In New York, Scarlet Bluets have been confirmed in ten locations in Suffolk County (New York Natural Heritage Program 2011). In addition to a restricted range, there are a number of threats to these locations (see Conservation and Management section). New locations in recent years are likely due to increased survey effort rather than a population increase or expansion.

Short-term Trends

Population estimates have been made in recent years as part of a special effort during the New York Dragonfly and Damselfly Survey (2005-2010) (White et al. 2010). Of the ten sites where Scarlet Bluets are known to currently occur, eight sites are estimated to have good or excellent viability (New York Natural Heritage Program 2011). Some sites are in close proximity to each other, and the ten sites may be grouped into five pond complexes. Between 10-100 individuals were estimated in at least one pond from each of these complexes since 2005. Three of the complexes contained at least one pond with over 100 individuals, and there was one pond with over 1,000 individuals estimated in recent years (New York Natural Heritage Program 2011). Recent information on the species prior to 2005 is very limited, with records going back to 1989 at three of the sites. New locations in recent years are likely due to increased survey effort rather than a population increase or expansion and may serve as baseline information to look at future trends.

Long-term Trends

Recent observations since 1989 have been noted at Suffolk County sites and the species had been observed at one additional historical location prior to 1913 (New York Natural Heritage Program 2011). Observations are fairly recent and long-term trends are unclear.
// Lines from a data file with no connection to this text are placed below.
/// Bracketed groups: `(...)`, `[...]` and `{...}`.
///
/// ## Notes
/// - Only brackets of the opener's own family count towards finding its closer.
/// - A comma-free round or square interior parses as a plain node sequence. Otherwise the
///   interior is split on top-level commas and each item is parsed on its own; curly items must
///   each be one `key: value` pair.

impl<'a> Parser<'a> {
    /// Parse the bracketed group opened at `idx`, looking for its closer before `end`.
    ///
    /// Returns the group and the index just past its closer, or an `Err` node covering the rest
    /// of the range if the bracketing does not match up.
    fn parse_bracketed(&self, idx: usize, end: usize) -> Result<(Node, usize), Node> {
        let (family, opening) = self.tokens[idx]
            .bracket(self.source)
            .expect("INVARIANT: Bracketing tokens are one of ()[]{}");
        if !opening {
            return Err(self.bracketing_err(idx, end, family));
        }
        let Some(close) = self.find_closer(idx, end, family) else {
            return Err(self.bracketing_err(idx, end, family));
        };

        let inner = idx + 1..close;
        let mut kind = match family {
            BracketFamily::Parens => GroupKind::Parens,
            BracketFamily::Brackets => GroupKind::Brackets,
            BracketFamily::Braces => GroupKind::Braces,
        };
        let mut children = Vec::new();
        if !inner.is_empty() {
            let items = split_toks(self.tokens, inner.clone(), ",", self.source);
            let is_curly = family == BracketFamily::Braces;
            if !is_curly && items.len() == 1 {
                children = self.parse_nodes(inner);
            } else {
                if family == BracketFamily::Parens {
                    kind = GroupKind::Tuple;
                }
                children = self.parse_items(&items, idx + 1, is_curly);
            }
        }

        Ok((Node::with_children(NodeKind::Group(kind), idx..close + 1, children), close + 1))
    }

    fn find_closer(&self, idx: usize, end: usize, family: BracketFamily) -> Option<usize> {
        let mut level: usize = 0;
        for (i, tok) in self.tokens[..end].iter().enumerate().skip(idx) {
            if tok.is_bracket_opening(self.source, Some(family)) {
                level += 1;
            } else if tok.is_bracket_closing(self.source, Some(family)) {
                level -= 1;
                if level == 0 {
                    return Some(i);
                }
            }
        }
        None
    }

    /// An `Err` node spanning everything from `idx` to the end of the current level.
    fn bracketing_err(&self, idx: usize, end: usize, family: BracketFamily) -> Node {
        let mut stop = end;
        while stop > idx + 1 && self.tokens[stop - 1].kind.is_layout() {
            stop -= 1;
        }
        let span = toks_span(self.tokens, idx..stop, self.source);
        Node::leaf(NodeKind::Err(errors::bracketing_mismatch(span, family.name())), idx..stop)
    }

    /// Parse comma items. `first_inner` is the token right after the opener, where a leading
    /// empty item gets reported.
    fn parse_items(&self, items: &[Range<usize>], first_inner: usize, is_curly: bool) -> Vec<Node> {
        let mut err_tok = first_inner;
        let mut nodes = Vec::with_capacity(items.len());
        for (i, item) in items.iter().enumerate() {
            if item.is_empty() {
                // a single trailing comma is fine: `(a,)`, `{k: v,}`
                if i > 0 && i + 1 == items.len() {
                    continue;
                }
                nodes.push(self.expected_at(err_tok, "expression before the superfluous comma"));
                continue;
            }

            err_tok = item.end - 1;
            if !is_curly {
                nodes.push(self.parse_node(item.clone()));
                continue;
            }
            match split_toks(self.tokens, item.clone(), ":", self.source).as_slice() {
                [key, value] if !key.is_empty() && !value.is_empty() => {
                    let pair = vec![self.parse_node(key.clone()), self.parse_node(value.clone())];
                    nodes.push(Node::with_children(
                        NodeKind::Group(GroupKind::Implicit),
                        Node::toks_of(&pair),
                        pair,
                    ));
                }
                _ => nodes.push(self.expected_at(err_tok, "expression pair separated by `:`")),
            }
        }
        nodes
    }

    fn expected_at(&self, tok_idx: usize, what: &str) -> Node {
        let span = self.tokens[tok_idx].span(self.source);
        Node::leaf(NodeKind::Err(errors::expected(span, what)), tok_idx..tok_idx + 1)
    }
}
Conservation and Management

Threats

Any activity which might lead to water contamination or the alteration of natural hydrology could impact Scarlet Bluet populations (NYS DEC 2005). Such threats might include roadway and agricultural run-off, ditching and filling, eutrophication and nutrient loading from fertilizers, herbicides, and septic systems, changes in dissolved oxygen content, and development near their habitats (NYS DEC 2005). Groundwater withdrawal is a potential threat in lentic habitats on Long Island, as are invasive plant species replacing native plants like white water lily that Scarlet Bluet requires for oviposition (New York Natural Heritage Program 2011). The introduction of grass carp is also a threat to coastal plain ponds on Long Island. In addition, both emergence rates and/or species ranges may shift for odonate species as a result of climate change (Kalkman et al. 2008).

Conservation Strategies and Management Practices

Any efforts to reduce roadway and agricultural run-off, eutrophication, development of upland borders to ponds and resulting increased groundwater withdrawal, invasive plant and animal species, trampling of vegetation from recreation, and ditching and filling activities should be considered when managing for this species (NYS DEC 2005, White et al. 2010). Maintenance or restoration of native shoreline vegetation and surrounding upland habitat will benefit this species, as females require native emergent vegetation for successful reproduction and spend much of their time in upland habitats away from the breeding pond (Gibbons et al. 2002, White et al. 2010). Many of the known sites on Long Island are located within or on preserves or protected lands, but the above listed threats might be present on adjacent lands.

Research Needs

Further monitoring is needed to define the extent of populations of Scarlet Bluets in New York. In addition, research is required to understand the habitat requirements and threats to this species. A recovery plan for the species should be developed and appropriate management guidelines should be adopted for its persistence in known locations (NYS DEC 2005).

Habitat

Habitat

Scarlet Bluets are found at acidic, sandy, coastal plain ponds with water lilies (Nikula et al. 2003, Lam 2004). Habitats are also known to include bayonet rush (Juncus militarus) along the shoreline (Gibbons et al. 2002, New York Natural Heritage Program 2011), and Gibbons et al. (2002) found that they are mainly in habitats with white water lily (Nymphaea odorata) on Cape Cod. Most known habitats in New York seem to include water lilies, pickerelweed, shorelines of emergent grasses, rushes, or sedges or margins that are boggy (New York Natural Heritage Program 2011).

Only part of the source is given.